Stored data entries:
····················
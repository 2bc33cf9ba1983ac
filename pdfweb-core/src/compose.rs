//! Batch assembly of image pages
//!
//! The [`Composer`] validates and orders a batch of uploads, runs every image
//! through normalization, recompression and layout, and produces either one
//! merged document or one single-page document per image.
//!
//! Any failing image aborts the whole batch, in both merged and per-file
//! mode; the error names the offending file.

use crate::config::PipelineConfig;
use crate::error::{ComposeError, Result};
use crate::layout::{LayoutSpec, PageGeometry};
use crate::normalize::NormalizedImage;
use crate::recompress::encode_for_page;
use crate::upload::{BatchItem, UploadedImage};
use oxidize_pdf::{Document, Image, Page};
use std::time::SystemTime;
use tracing::{debug, info};

/// Resource name of the image drawn on each page
const PAGE_IMAGE_NAME: &str = "Im1";

/// Order in which the pages of a batch are emitted
#[derive(Debug, Clone, Copy, PartialEq, Eq, Default)]
pub enum SortOrder {
    /// Case-insensitive filename order
    #[default]
    Name,
    /// Modification time, oldest first
    Mtime,
    /// Order of arrival
    AsIs,
}

impl SortOrder {
    /// Parse a form value; anything unrecognized means [`SortOrder::Name`]
    pub fn parse_lenient(value: &str) -> Self {
        match value.trim().to_ascii_lowercase().as_str() {
            "mtime" => SortOrder::Mtime,
            "as_is" | "as-is" | "asis" => SortOrder::AsIs,
            _ => SortOrder::Name,
        }
    }

    /// Sort items in place. The sort is stable.
    ///
    /// Items without a modification time are stamped with the current time
    /// when ordering by [`SortOrder::Mtime`], which puts them after every
    /// dated item.
    pub fn apply<T: BatchItem>(self, items: &mut [T]) {
        match self {
            SortOrder::Name => items.sort_by_cached_key(|item| item.filename().to_lowercase()),
            SortOrder::Mtime => {
                items.sort_by_cached_key(|item| item.modified().unwrap_or_else(SystemTime::now))
            }
            SortOrder::AsIs => {}
        }
    }
}

/// Per-batch options
#[derive(Debug, Clone, Default, PartialEq)]
pub struct ComposeOptions {
    pub order: SortOrder,
    /// One document per image instead of a single merged document
    pub per_file: bool,
    pub layout: LayoutSpec,
    /// Re-encode images that could otherwise be embedded untouched
    pub compress: bool,
}

/// A single-page document produced in per-file mode
#[derive(Debug, Clone)]
pub struct SinglePage {
    pub filename: String,
    pub data: Vec<u8>,
}

/// Result of composing a batch
pub enum Composition {
    /// All pages in one document, in batch order
    Merged(Document),
    /// One serialized document per image, in batch order
    PerFile(Vec<SinglePage>),
}

impl Composition {
    pub fn page_count(&self) -> usize {
        match self {
            Composition::Merged(doc) => doc.page_count(),
            Composition::PerFile(pages) => pages.len(),
        }
    }
}

/// Layout of one page, without building it
#[derive(Debug, Clone, PartialEq)]
pub struct PagePlan {
    pub filename: String,
    pub width_px: u32,
    pub height_px: u32,
    pub geometry: PageGeometry,
}

/// Turns batches of images into PDF documents
#[derive(Debug, Clone, Default)]
pub struct Composer {
    config: PipelineConfig,
}

impl Composer {
    pub fn new(config: PipelineConfig) -> Self {
        Self { config }
    }

    pub fn config(&self) -> &PipelineConfig {
        &self.config
    }

    /// Reject batches that are empty, too large, or contain non-images.
    pub fn validate(&self, images: &[UploadedImage]) -> Result<()> {
        if images.is_empty() {
            return Err(ComposeError::NoImages);
        }
        if images.len() > self.config.max_images {
            return Err(ComposeError::TooManyImages {
                count: images.len(),
                max: self.config.max_images,
            });
        }
        if let Some(upload) = images.iter().find(|upload| !upload.is_image()) {
            return Err(ComposeError::NotAnImage {
                filename: upload.filename.clone(),
            });
        }
        Ok(())
    }

    /// Compose a batch into PDF output
    pub fn compose(
        &self,
        mut images: Vec<UploadedImage>,
        options: &ComposeOptions,
    ) -> Result<Composition> {
        self.validate(&images)?;
        options.order.apply(&mut images);

        info!(
            images = images.len(),
            per_file = options.per_file,
            full_bleed = options.layout.is_full_bleed(),
            compress = options.compress,
            "Composing image batch"
        );

        if options.per_file {
            let mut pages = Vec::with_capacity(images.len());
            for upload in &images {
                let mut doc = new_document();
                doc.add_page(self.render_page(upload, options)?);

                let mut data = Vec::new();
                doc.write(&mut data)?;
                pages.push(SinglePage {
                    filename: upload.pdf_name(),
                    data,
                });
            }
            Ok(Composition::PerFile(pages))
        } else {
            let mut doc = new_document();
            for upload in &images {
                doc.add_page(self.render_page(upload, options)?);
            }
            Ok(Composition::Merged(doc))
        }
    }

    /// Validate, order and lay out a batch without producing any document
    pub fn plan(
        &self,
        mut images: Vec<UploadedImage>,
        options: &ComposeOptions,
    ) -> Result<Vec<PagePlan>> {
        self.validate(&images)?;
        options.order.apply(&mut images);

        images
            .iter()
            .map(|upload| {
                let normalized = decode(upload)?;
                Ok(PagePlan {
                    filename: upload.filename.clone(),
                    width_px: normalized.width(),
                    height_px: normalized.height(),
                    geometry: self.geometry(&normalized, &options.layout),
                })
            })
            .collect()
    }

    /// Build the page for a single upload
    pub fn render_page(&self, upload: &UploadedImage, options: &ComposeOptions) -> Result<Page> {
        let normalized = decode(upload)?;
        let geometry = self.geometry(&normalized, &options.layout);
        let encoded = encode_for_page(&normalized, options.compress, self.config.jpeg_quality)
            .map_err(|source| ComposeError::Encode {
                filename: upload.filename.clone(),
                source,
            })?;

        debug!(
            filename = %upload.filename,
            width = normalized.width(),
            height = normalized.height(),
            rotation = ?normalized.rotation,
            reused_original = encoded.reused_original,
            bytes = encoded.data.len(),
            "Prepared page image"
        );
        drop(normalized);

        let image = Image::from_jpeg_data(encoded.data)?;
        let mut page = Page::new(geometry.page_width, geometry.page_height);
        page.add_image(PAGE_IMAGE_NAME, image);
        page.draw_image(
            PAGE_IMAGE_NAME,
            geometry.offset_x,
            geometry.offset_y,
            geometry.content_width,
            geometry.content_height,
        )?;

        Ok(page)
    }

    fn geometry(&self, image: &NormalizedImage<'_>, layout: &LayoutSpec) -> PageGeometry {
        PageGeometry::compute(image.width(), image.height(), layout, self.config.dpi)
    }
}

fn decode(upload: &UploadedImage) -> Result<NormalizedImage<'_>> {
    NormalizedImage::decode(&upload.data).map_err(|source| ComposeError::Decode {
        filename: upload.filename.clone(),
        source,
    })
}

fn new_document() -> Document {
    let mut doc = Document::new();
    doc.set_creator("pdfweb");
    doc.set_producer(concat!("pdfweb ", env!("CARGO_PKG_VERSION")));
    doc
}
····················
Each line of the records with the word "impl" in it is to be copied.

=== SOLUTION TO THE PROBLEM ===
impl SortOrder {
impl Composition {
impl Composer {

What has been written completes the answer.